• Assignment
Restate word for word the entries below, starting with the line with "URL for one" and continuing through the line with "built-in exclusions are". Include both of those lines and no others.

• Data in this exercise
use anyhow::Result;
use predicates::prelude::*;
use reqwest::Url;
use sha2::{Digest, Sha256};
use std::fs;

use crate::common::TestInstall;

fn descriptor_config(install: &TestInstall, version: &str) -> Result<()> {
    let descriptor = install.install_path().join("version.json");
    fs::write(
        &descriptor,
        format!(
            r#"{{"version": "{version}", "url": "https://example.com/mudsync", "sha256": "00", "notes": "Faster installs"}}"#
        ),
    )?;
    let url = Url::from_file_path(&descriptor).map_err(|()| anyhow::anyhow!("bad descriptor path"))?;
    install.write_config(&format!("[self_update]\ndescriptor_url = \"{url}\"\n"))
}

#[test]
fn test_newer_build_is_reported() -> Result<()> {
    let install = TestInstall::new()?;
    descriptor_config(&install, "999.0.0")?;

    install
        .mudsync()
        .arg("self-check")
        .assert()
        .success()
        .stdout(predicate::str::contains("update available"))
        .stdout(predicate::str::contains("999.0.0"))
        .stdout(predicate::str::contains("Faster installs"));
    Ok(())
}

#[test]
fn test_older_build_is_up_to_date() -> Result<()> {
    let install = TestInstall::new()?;
    descriptor_config(&install, "0.0.1")?;

    install
        .mudsync()
        .arg("self-check")
        .assert()
        .success()
        .stdout(predicate::str::contains("is up to date"));
    Ok(())
}

#[test]
fn test_without_descriptor() -> Result<()> {
    let install = TestInstall::new()?;

    install
        .mudsync()
        .arg("self-check")
        .assert()
        .success()
        .stdout(predicate::str::contains("No version descriptor configured"));
    Ok(())
}

fn published_build(install: &TestInstall, body: &[u8], sha256: &str) -> Result<()> {
    let build = install.install_path().join("mudsync-999.bin");
    fs::write(&build, body)?;
    let build_url = Url::from_file_path(&build).map_err(|()| anyhow::anyhow!("bad build path"))?;

    let descriptor = install.install_path().join("version.json");
    fs::write(&descriptor, format!(r#"{{"version": "999.0.0", "url": "{build_url}", "sha256": "{sha256}"}}"#))?;
    let url = Url::from_file_path(&descriptor).map_err(|()| anyhow::anyhow!("bad descriptor path"))?;
    install.write_config(&format!("[self_update]\ndescriptor_url = \"{url}\"\n"))
}

#[test]
fn test_download_saves_verified_build() -> Result<()> {
    let install = TestInstall::new()?;
    let body = b"updater build";
    published_build(&install, body, &hex::encode(Sha256::digest(body)))?;
    let dest = install.install_path().join("mudsync.new");

    install
        .mudsync()
        .arg("self-check")
        .arg("--download")
        .arg(&dest)
        .assert()
        .success()
        .stdout(predicate::str::contains("Verified build saved to"));

    assert_eq!(fs::read(&dest)?, body);
    Ok(())
}

#[test]
fn test_download_with_wrong_checksum_fails() -> Result<()> {
    let install = TestInstall::new()?;
    published_build(&install, b"tampered build", &"0".repeat(64))?;
    let dest = install.install_path().join("mudsync.new");

    install
        .mudsync()
        .arg("self-check")
        .arg("--download")
        .arg(&dest)
        .assert()
        .failure()
        .code(1)
        .stderr(predicate::str::contains("Failed to download updater"));

    assert!(!dest.exists());
    Ok(())
}
//! Integration test suite for mudsync
//!
//! Drives the built binary against a local mirror directory, so no network
//! access is needed.
//!
//! ```bash
//! cargo test --test integration
//! ```
//!
//! # Test Organization
//!
//! - **update**: fresh installs, differential updates, quarantine, user data
//! - **check**: dry runs
//! - **status**: installation summaries
//! - **channel**: switching between stable and dev
//! - **self_check**: updater version check
//! - **error_scenarios**: configuration and source failures

// Shared test utilities (from parent tests/ directory)
#[path = "../common/mod.rs"]
mod common;

mod channel;
mod check;
mod error_scenarios;
mod self_check;
mod status;
mod update;
//! Human-readable summary of a plan or of an applied update.
//!
//! Each path gets a one-character marker:
//!
//! | Marker | Meaning                                   |
//! |--------|-------------------------------------------|
//! | `+`    | new file                                  |
//! | `*`    | changed file                              |
//! | `-`    | removed upstream (moved to `.old/`)       |
//! | `=`    | user configuration kept as it was on disk |
//!
//! ```rust
//! use mudsync::changelog::ChangelogBuilder;
//! use mudsync::diff::UpdatePlan;
//!
//! let changelog = ChangelogBuilder::new(&UpdatePlan::default()).build();
//! assert_eq!(changelog.to_string(), "Already up to date\n");
//! ```

use crate::diff::UpdatePlan;
use chrono::{DateTime, Local};
use colored::Colorize;
use std::collections::BTreeSet;
use std::fmt;

/// What happened to one path.
#[derive(Debug, Clone, Copy, PartialEq, Eq, PartialOrd, Ord)]
pub enum ChangeKind {
    Added,
    Changed,
    Removed,
    Preserved,
}

impl ChangeKind {
    #[must_use]
    pub fn marker(self) -> char {
        match self {
            Self::Added => '+',
            Self::Changed => '*',
            Self::Removed => '-',
            Self::Preserved => '=',
        }
    }
}

/// A rendered summary.
#[derive(Debug, Clone, PartialEq, Eq)]
pub struct Changelog {
    /// Header with the counts, or "Already up to date".
    pub header: String,
    /// One entry per path, grouped by kind.
    pub entries: Vec<(ChangeKind, String)>,
}

impl Changelog {
    #[must_use]
    pub fn is_empty(&self) -> bool {
        self.entries.is_empty()
    }

    #[must_use]
    pub fn count(&self, kind: ChangeKind) -> usize {
        self.entries.iter().filter(|(k, _)| *k == kind).count()
    }

    /// Same text as [`Display`](fmt::Display), with colored markers.
    #[must_use]
    pub fn render_colored(&self) -> String {
        let mut out = format!("{}\n", self.header.bold());
        for (kind, path) in &self.entries {
            let marker = kind.marker().to_string();
            let marker = match kind {
                ChangeKind::Added => marker.green(),
                ChangeKind::Changed => marker.yellow(),
                ChangeKind::Removed => marker.red(),
                ChangeKind::Preserved => marker.cyan(),
            };
            out.push_str(&format!("  {marker} {path}\n"));
        }
        out
    }
}

impl fmt::Display for Changelog {
    fn fmt(&self, f: &mut fmt::Formatter<'_>) -> fmt::Result {
        writeln!(f, "{}", self.header)?;
        for (kind, path) in &self.entries {
            writeln!(f, "  {} {}", kind.marker(), path)?;
        }
        Ok(())
    }
}

/// Builds a [`Changelog`] from a plan and the user-config paths the applier kept.
pub struct ChangelogBuilder<'a> {
    plan: &'a UpdatePlan,
    preserved: BTreeSet<String>,
    git_ref: Option<String>,
    timestamp: Option<DateTime<Local>>,
}

impl<'a> ChangelogBuilder<'a> {
    #[must_use]
    pub fn new(plan: &'a UpdatePlan) -> Self {
        Self {
            plan,
            preserved: BTreeSet::new(),
            git_ref: None,
            timestamp: None,
        }
    }

    /// Paths that were planned for fetch but kept because they are user configuration.
    #[must_use]
    pub fn preserved<I, S>(mut self, paths: I) -> Self
    where
        I: IntoIterator<Item = S>,
        S: Into<String>,
    {
        self.preserved.extend(paths.into_iter().map(Into::into));
        self
    }

    /// Ref the update targeted, shown in the header.
    #[must_use]
    pub fn git_ref(mut self, git_ref: impl Into<String>) -> Self {
        self.git_ref = Some(git_ref.into());
        self
    }

    /// Time shown in the header.
    #[must_use]
    pub fn timestamp(mut self, timestamp: DateTime<Local>) -> Self {
        self.timestamp = Some(timestamp);
        self
    }

    #[must_use]
    pub fn build(self) -> Changelog {
        let mut entries = Vec::new();

        for record in &self.plan.to_fetch {
            if self.preserved.contains(&record.name) {
                continue;
            }
            let kind = if self.plan.is_new(&record.name) {
                ChangeKind::Added
            } else {
                ChangeKind::Changed
            };
            entries.push((kind, record.name.clone()));
        }
        entries.extend(self.plan.to_delete.iter().map(|path| (ChangeKind::Removed, path.clone())));
        entries.extend(self.preserved.iter().map(|path| (ChangeKind::Preserved, path.clone())));
        entries.sort();

        if entries.is_empty() {
            return Changelog {
                header: "Already up to date".to_string(),
                entries,
            };
        }

        let count = |kind: ChangeKind| entries.iter().filter(|(k, _)| *k == kind).count();
        let mut header = String::from("Update");
        if let Some(git_ref) = &self.git_ref {
            header.push_str(&format!(" from {git_ref}"));
        }
        if let Some(timestamp) = &self.timestamp {
            header.push_str(&format!(" at {}", timestamp.format("%Y-%m-%d %H:%M")));
        }
        header.push_str(&format!(
            ": {} added, {} changed, {} removed, {} preserved",
            count(ChangeKind::Added),
            count(ChangeKind::Changed),
            count(ChangeKind::Removed),
            count(ChangeKind::Preserved)
        ));

        Changelog {
            header,
            entries,
        }
    }
}
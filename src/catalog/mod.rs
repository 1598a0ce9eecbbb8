//! Remote catalogs: where the list of distributed files comes from.
//!
//! A [`RemoteCatalog`] answers three questions for a repository ref:
//!
//! - which entries exist at that ref ([`RemoteCatalog::get_tree`])
//! - where the content of one entry can be downloaded ([`RemoteCatalog::raw_url`])
//! - whether the whole ref can be downloaded as one archive ([`RemoteCatalog::archive_url`])
//!
//! Two implementations ship with the crate: [`GitHubCatalog`] talks to a
//! GitHub-style git tree API, and [`LocalCatalog`] serves a mirror directory
//! on disk, which is what the integration tests and offline installs use.
//!
//! [`build_remote_manifest`] turns a catalog listing into the remote
//! [`Manifest`] the diff engine consumes.

pub mod github;
pub mod local;

pub use github::GitHubCatalog;
pub use local::LocalCatalog;

use crate::core::Result;
use crate::manifest::{FileRecord, Manifest, is_builtin_excluded};
use crate::policy::normalize;
use std::future::Future;
use tracing::debug;

/// Kind of a catalog entry.
#[derive(Debug, Clone, Copy, PartialEq, Eq)]
pub enum EntryKind {
    /// A file.
    Blob,
    /// A directory.
    Tree,
}

/// One entry of a catalog listing.
#[derive(Debug, Clone, PartialEq, Eq)]
pub struct CatalogEntry {
    /// Path relative to the repository root, as the catalog reports it.
    pub path: String,
    pub kind: EntryKind,
    /// Content hash for blobs. Directories may carry anything.
    pub hash: String,
}

impl CatalogEntry {
    pub fn blob(path: impl Into<String>, hash: impl Into<String>) -> Self {
        Self {
            path: path.into(),
            kind: EntryKind::Blob,
            hash: hash.into(),
        }
    }

    pub fn tree(path: impl Into<String>) -> Self {
        Self {
            path: path.into(),
            kind: EntryKind::Tree,
            hash: String::new(),
        }
    }
}

/// Source of truth for the distributed file set.
pub trait RemoteCatalog: Send + Sync {
    /// Lists every entry reachable from `git_ref`.
    fn get_tree(&self, git_ref: &str) -> impl Future<Output = Result<Vec<CatalogEntry>>> + Send;

    /// Download URL for one file at `git_ref`.
    fn raw_url(&self, git_ref: &str, path: &str) -> String;

    /// Download URL for the whole ref as a zip archive, if the catalog offers one.
    fn archive_url(&self, git_ref: &str) -> Option<String>;
}

/// Builds the remote manifest from a catalog listing.
///
/// Directories are dropped, paths are normalized, built-in exclusions are
/// removed and every record gets its download URL from `catalog`.
pub fn build_remote_manifest<C: RemoteCatalog>(
    entries: &[CatalogEntry],
    catalog: &C,
    git_ref: &str,
) -> Manifest {
    let mut manifest = Manifest::new();
    let mut skipped = 0usize;

    for entry in entries.iter().filter(|entry| entry.kind == EntryKind::Blob) {
        let path = normalize(&entry.path);
        if path.is_empty() || is_builtin_excluded(&path) {
            skipped += 1;
            continue;
        }
        let url = catalog.raw_url(git_ref, &path);
        manifest.insert(FileRecord::new(&path, entry.hash.clone(), url));
    }

    debug!("Remote manifest for {}: {} files ({} built-in exclusions)", git_ref, manifest.len(), skipped);
    manifest
}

• Exercise solution
    /// Download URL for one file at `git_ref`.
    fn raw_url(&self, git_ref: &str, path: &str) -> String;

    /// Download URL for the whole ref as a zip archive, if the catalog offers one.
    fn archive_url(&self, git_ref: &str) -> Option<String>;
}

/// Builds the remote manifest from a catalog listing.
///
/// Directories are dropped, paths are normalized, built-in exclusions are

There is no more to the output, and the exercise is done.